Firstly, the positives. With 20,000 words to choose from, the game sure does come close to what it promises, being able to write anything and therefore draw anything, in order to succeed. The mission: get Maxwell to the starite to complete the levels, and use whatever objects (minus profanity, trademarked items and booze) you wish to achieve this.
The game ultimately offers it's best entertainment through the 'puzzle stages' of the game. In these, Maxwell will get the starite if he fulfils certain ambitions of the level: One example being, how to get a Cat who is stuck on the roof to reunite with her owner. Of course, it doesn't take a rocket scientist to think about how this could be done, so type in 'Ladder' and you can tell Maxwell to climb up the ladder, pick up the cat, and take her to her owner, well done, you've got yourself a starite. But for the extra challenge, the game offers advance mode, whereby you can play the level you just completed, but 3 more times, and you cannot use the same item you have used before. Simply put, this mechanism is brilliant, and it's fantastic fun to think of numerous ways to get a cat off a roof, and the same goes for the rest of the 100 or so levels on the game. I'd give the game 5 stars based on this premise alone.

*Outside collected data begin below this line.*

//! Qualitative tempo feedback derived from the latest interval error and the
//! controller terms.
//!
//! All thresholds are fractions of the target interval.

use crate::pid::PidTerms;

pub const PERFECT_THRESHOLD: f64 = 0.02;
pub const GOOD_THRESHOLD: f64 = 0.05;
/// Not consulted by [`classify`]; kept for coarser visual grading.
pub const ACCEPTABLE_THRESHOLD: f64 = 0.10;

/// Integral magnitude, relative to target, above which a bias is reported.
pub const BIAS_THRESHOLD: f64 = 0.10;
/// Derivative magnitude, relative to target, above which a trend is reported.
pub const TREND_THRESHOLD: f64 = 0.05;

/// Intervals needed before the classifier gives an opinion.
pub const MIN_INTERVALS: usize = 3;

#[derive(Debug, Clone, Copy, PartialEq, Eq, Hash, strum_macros::Display)]
#[strum(serialize_all = "kebab-case")]
pub enum TempoState {
    WarmingUp,
    OnTime,
    Rushing,
    Dragging,
    Accelerating,
    Decelerating,
}

/// Display grouping for a status, independent of direction.
#[derive(Debug, Clone, Copy, PartialEq, Eq, strum_macros::Display)]
#[strum(serialize_all = "kebab-case")]
pub enum StatusClass {
    Neutral,
    Perfect,
    /// sustained drift picked up by the integral term
    Bias,
    /// rate of change picked up by the derivative term
    Trend,
    /// single-tap miss
    Slight,
}

#[derive(Debug, Clone, Copy, PartialEq, Eq)]
pub struct TempoStatus {
    pub state: TempoState,
    pub text: &'static str,
    pub class: StatusClass,
}

impl TempoStatus {
    const fn new(state: TempoState, text: &'static str, class: StatusClass) -> Self {
        Self { state, text, class }
    }

    pub const WARMING_UP: TempoStatus =
        TempoStatus::new(TempoState::WarmingUp, "Warming up...", StatusClass::Neutral);
}

/// Map the latest error and controller terms to a tempo status.
///
/// First match wins: too little data, on-time, sustained bias (integral),
/// trend (derivative), then the sign of the raw error.
pub fn classify(interval_count: usize, error: f64, pid: &PidTerms, target_ms: f64) -> TempoStatus {
    use StatusClass::*;
    use TempoState::*;

    if interval_count < MIN_INTERVALS {
        return TempoStatus::WARMING_UP;
    }

    if error.abs() / target_ms < PERFECT_THRESHOLD {
        return TempoStatus::new(OnTime, "Perfect timing!", Perfect);
    }

    if pid.i.abs() > target_ms * BIAS_THRESHOLD {
        return if pid.i < 0.0 {
            TempoStatus::new(Rushing, "Rushing: consistently ahead of the beat", Bias)
        } else {
            TempoStatus::new(Dragging, "Dragging: consistently behind the beat", Bias)
        };
    }

    if pid.d.abs() > target_ms * TREND_THRESHOLD {
        return if pid.d < 0.0 {
            TempoStatus::new(Accelerating, "Accelerating: taps are speeding up", Trend)
        } else {
            TempoStatus::new(Decelerating, "Decelerating: taps are slowing down", Trend)
        };
    }

    if error < 0.0 {
        TempoStatus::new(Rushing, "Slightly rushing", Slight)
    } else {
        TempoStatus::new(Dragging, "Slightly dragging", Slight)
    }
}

/// Per-interval grade used to colour and size the tap dots.
#[derive(Debug, Clone, Copy, PartialEq, Eq, strum_macros::Display)]
#[strum(serialize_all = "kebab-case")]
pub enum TimingBucket {
    Perfect,
    Good,
    Off,
}

impl TimingBucket {
    pub fn of(interval_ms: f64, target_ms: f64) -> Self {
        let error_percent = (interval_ms - target_ms).abs() / target_ms;
        if error_percent < PERFECT_THRESHOLD {
            TimingBucket::Perfect
        } else if error_percent < GOOD_THRESHOLD {
            TimingBucket::Good
        } else {
            TimingBucket::Off
        }
    }
}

And yet the 'Action' levels almost ruin everything, and you have to play them in order to get enough virtual currency so you can unlock later levels. In these, you have to control Maxwell from point A to where ever the starite is, without getting killed, being creative to get the highest score possible. These levels aren't fun, as the game does not recognise creativity in the sense of the puzzle games. Troublesome shark in the water? I tried to poison it, give it food to distract it so I could swim by, cage it, whatever, it didn't work. All I could do was kill it. And there are dozens of examples of this throughout these action levels, whereby the only way to get the starite is to kill something, use a rope on something, or fly using something. It's repetitive and boring.

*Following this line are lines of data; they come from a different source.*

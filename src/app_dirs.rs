use directories::ProjectDirs;
use std::path::PathBuf;

const APP_NAME: &str = "tapwise";

/// Centralized application directory resolution
pub struct AppDirs;

impl AppDirs {
    pub fn config_path() -> Option<PathBuf> {
        ProjectDirs::from("", "", APP_NAME).map(|pd| pd.config_dir().join("config.json"))
    }

    /// Log file under `$HOME/.local/state/tapwise`, or the platform's local
    /// data dir when `HOME` is unset.
    pub fn log_path() -> Option<PathBuf> {
        if let Ok(home) = std::env::var("HOME") {
            let state_dir = PathBuf::from(home)
                .join(".local")
                .join("state")
                .join(APP_NAME);
            Some(state_dir.join("tapwise.log"))
        } else {
            ProjectDirs::from("", "", APP_NAME)
                .map(|proj_dirs| proj_dirs.data_local_dir().join("tapwise.log"))
        }
    }
}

The game loses a further star with the appalling controls. Everybody is right to make an issue about them, and I won't repeat what others have said, but I'd far rather 5th Cell would have spent a few more months incorporating D-Pad controls for Maxwell, then researching and incorporating some of the words which are trivial to the extreme.
You should however, get this game for the wonderful puzzle levels, and the ability to download other people's puzzle levels... Yet I can't help but feel without the action levels and tighter controls this could have been one of the most important games in history.